Towards an understanding of magnesium in a biological environment: A density functional theory study

TL;DR

This study uses density functional theory to explore how magnesium and its hydroxide layers interact with amino acids, shedding light on surface processes relevant for biodegradable magnesium implants in biological environments.

Contribution

It provides new insights into the weak interaction between Mg(OH)2 layers and Mg surfaces, and how amino acids influence these interactions, informing magnesium implant surface behavior.

Findings

Mg(OH)2 layers slide easily on Mg surfaces.

Amino acids slightly reduce Mg(OH)2 binding to Mg.

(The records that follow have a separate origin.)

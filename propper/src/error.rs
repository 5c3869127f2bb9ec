//! Error types for managed properties

use thiserror::Error;

use crate::value::PropValue;

/// Result type for property operations
pub type Result<T> = std::result::Result<T, PropError>;

/// Errors raised while registering or accessing managed properties.
///
/// `InvalidName`, `UnknownTypeTest`, `InvalidPattern` and `InheritanceCycle`
/// are configuration errors raised synchronously at registration time.
/// `BadValue` is what the default bad-value policy returns from a rejected
/// assignment.
#[derive(Debug, Error)]
pub enum PropError {
    /// Property name failed the identifier test
    #[error("{message}")]
    InvalidName { message: String },

    /// A type-name specifier has no entry in the type-test table
    #[error("no validator named {type_name}")]
    UnknownTypeTest { type_name: String },

    /// A declared `/pattern/` could not be compiled
    #[error("invalid pattern: {0}")]
    InvalidPattern(#[from] regex::Error),

    /// An assignment failed validation under the throwing policy
    #[error("{message}")]
    BadValue {
        message: String,
        value: PropValue,
        target: String,
    },

    /// Accessor used with a name that was never registered for the type
    #[error("no property named {name} on {target}")]
    UnknownProperty { name: String, target: String },

    /// Linking a schema to its parent would make the chain circular
    #[error("{child} cannot extend {parent}: inheritance cycle")]
    InheritanceCycle { child: String, parent: String },

    /// YAML declaration error
    #[error("YAML error: {0}")]
    Yaml(#[from] serde_yaml_ng::Error),

    /// JSON declaration error
    #[error("JSON error: {0}")]
    Json(#[from] serde_json::Error),
}

impl PropError {
    /// Create a bad-value error carrying the rejected value.
    pub fn bad_value(message: impl Into<String>, value: &PropValue, target: impl Into<String>) -> Self {
        Self::BadValue {
            message: message.into(),
            value: value.clone(),
            target: target.into(),
        }
    }

    /// Create an unknown-property error.
    pub fn unknown_property(name: impl Into<String>, target: impl Into<String>) -> Self {
        Self::UnknownProperty {
            name: name.into(),
            target: target.into(),
        }
    }

    /// The rejected value, for errors produced by a failed assignment.
    pub fn value(&self) -> Option<&PropValue> {
        match self {
            Self::BadValue { value, .. } => Some(value),
            _ => None,
        }
    }

    /// Whether this error was raised while registering a property.
    pub fn is_configuration(&self) -> bool {
        matches!(
            self,
            Self::InvalidName { .. }
                | Self::UnknownTypeTest { .. }
                | Self::InvalidPattern(_)
                | Self::InheritanceCycle { .. }
        )
    }
}

#[cfg(test)]
mod tests {
    use super::*;

    #[test]
    fn test_unknown_type_test_display() {
        let err = PropError::UnknownTypeTest {
            type_name: "strnig".into(),
        };
        assert_eq!(err.to_string(), "no validator named strnig");
        assert!(err.is_configuration());
    }

    #[test]
    fn test_bad_value_carries_value() {
        let err = PropError::bad_value("nope", &PropValue::from(-1), "User");
        assert_eq!(err.to_string(), "nope");
        assert_eq!(err.value(), Some(&PropValue::from(-1)));
        assert!(!err.is_configuration());
        if let PropError::BadValue { target, .. } = err {
            assert_eq!(target, "User");
        } else {
            panic!("expected BadValue");
        }
    }
}
//! Bad-value policies.

use std::sync::Arc;

use tracing::warn;

use crate::accessor::Managed;
use crate::config::{BadValueHandler, BadValuePolicy};
use crate::error::{PropError, Result};
use crate::validator::TypeSpec;
use crate::value::PropValue;

fn requires_clause(type_spec: Option<&TypeSpec>) -> String {
    type_spec
        .and_then(TypeSpec::type_name)
        .map(|type_name| format!("; requires {type_name}"))
        .unwrap_or_default()
}

/// Message used when there is no validator message to report.
pub fn fallback_message(
    value: &PropValue,
    name: &str,
    display_name: &str,
    type_spec: Option<&TypeSpec>,
) -> String {
    format!(
        "attempt to assign bad value {value} to {name} of {display_name}{}",
        requires_clause(type_spec)
    )
}

/// Handler that fails the assignment with [`PropError::BadValue`].
pub fn throwing(name: &str, type_spec: Option<&TypeSpec>, display_name: &str) -> BadValueHandler {
    let name = name.to_string();
    let type_spec = type_spec.cloned();
    let display_name = display_name.to_string();
    Arc::new(
        move |value: &PropValue, _target: &mut dyn Managed, message: &str, _prop: &str| -> Result<()> {
            let message = if message.is_empty() {
                fallback_message(value, &name, &display_name, type_spec.as_ref())
            } else {
                message.to_string()
            };
            Err(PropError::bad_value(message, value, display_name.as_str()))
        },
    )
}

/// Handler that logs the rejection and keeps the previous value.
pub fn warning(name: &str, type_spec: Option<&TypeSpec>, display_name: &str) -> BadValueHandler {
    let name = name.to_string();
    let type_spec = type_spec.cloned();
    let display_name = display_name.to_string();
    Arc::new(
        move |value: &PropValue, _target: &mut dyn Managed, _message: &str, _prop: &str| -> Result<()> {
            let message = fallback_message(value, &name, &display_name, type_spec.as_ref());
            warn!(property = %name, "{message}");
            Ok(())
        },
    )
}

/// Pick the handler for a property: a positional handler beats the
/// configured policy, which defaults to throwing.
pub fn resolve(
    positional: Option<BadValueHandler>,
    configured: Option<&BadValuePolicy>,
    name: &str,
    type_spec: Option<&TypeSpec>,
    display_name: &str,
) -> BadValueHandler {
    if let Some(handler) = positional {
        return handler;
    }
    match configured {
        Some(BadValuePolicy::Handler(handler)) => Arc::clone(handler),
        Some(BadValuePolicy::Warn) => warning(name, type_spec, display_name),
        Some(BadValuePolicy::Throw) | None => throwing(name, type_spec, display_name),
    }
}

Few hydroxide layers are sufficient for bulk formation.

Abstract

Density functional theory is used to investigate the interactions between a layer of magnesium hydroxide, Mg(OH)2, the magnesium (Mg) surface Mg(0001), and the three amino acids glycine, proline and glutamine. The aim is to improve the understanding of Mg behavior in biologically relevant environments, such as the ones that biodegradable implants experience in the body. For a simple model of such conditions, adsorption of amino acids are studied. With the layer of Mg(OH)2 as a model of either slightly corroded Mg, or intentionally coated Mg, the interfacial interaction between a layer of Mg(OH)2 and Mg(0001) is first examined in the absence of the molecules. Then follows analyses that include amino acids on top of the Mg(OH)2 layer. We find that the Mg(OH)2/Mg(0001) interaction is weak and that the layer of Mg(OH)2 can readily slide across the Mg surface. The presence of amino acids is found to have a limited influence on the adsorption of Mg(OH)2 on Mg(0001), decreasing the binding by at most 3%, while more layers of Mg(OH)2 strengthen the Mg(OH)2/Mg(0001) binding by 13%. This is still less than the binding of Mg(OH)2 layers within its native bulk structure, and our findings indicate that only a small number of hydroxide layers are required before it is energetically more favorable for Mg(OH)2 to create bulk than to stay on Mg(0001) as single layers. This provides insight into early-stage surface processes relevant for magnesium-based implant materials.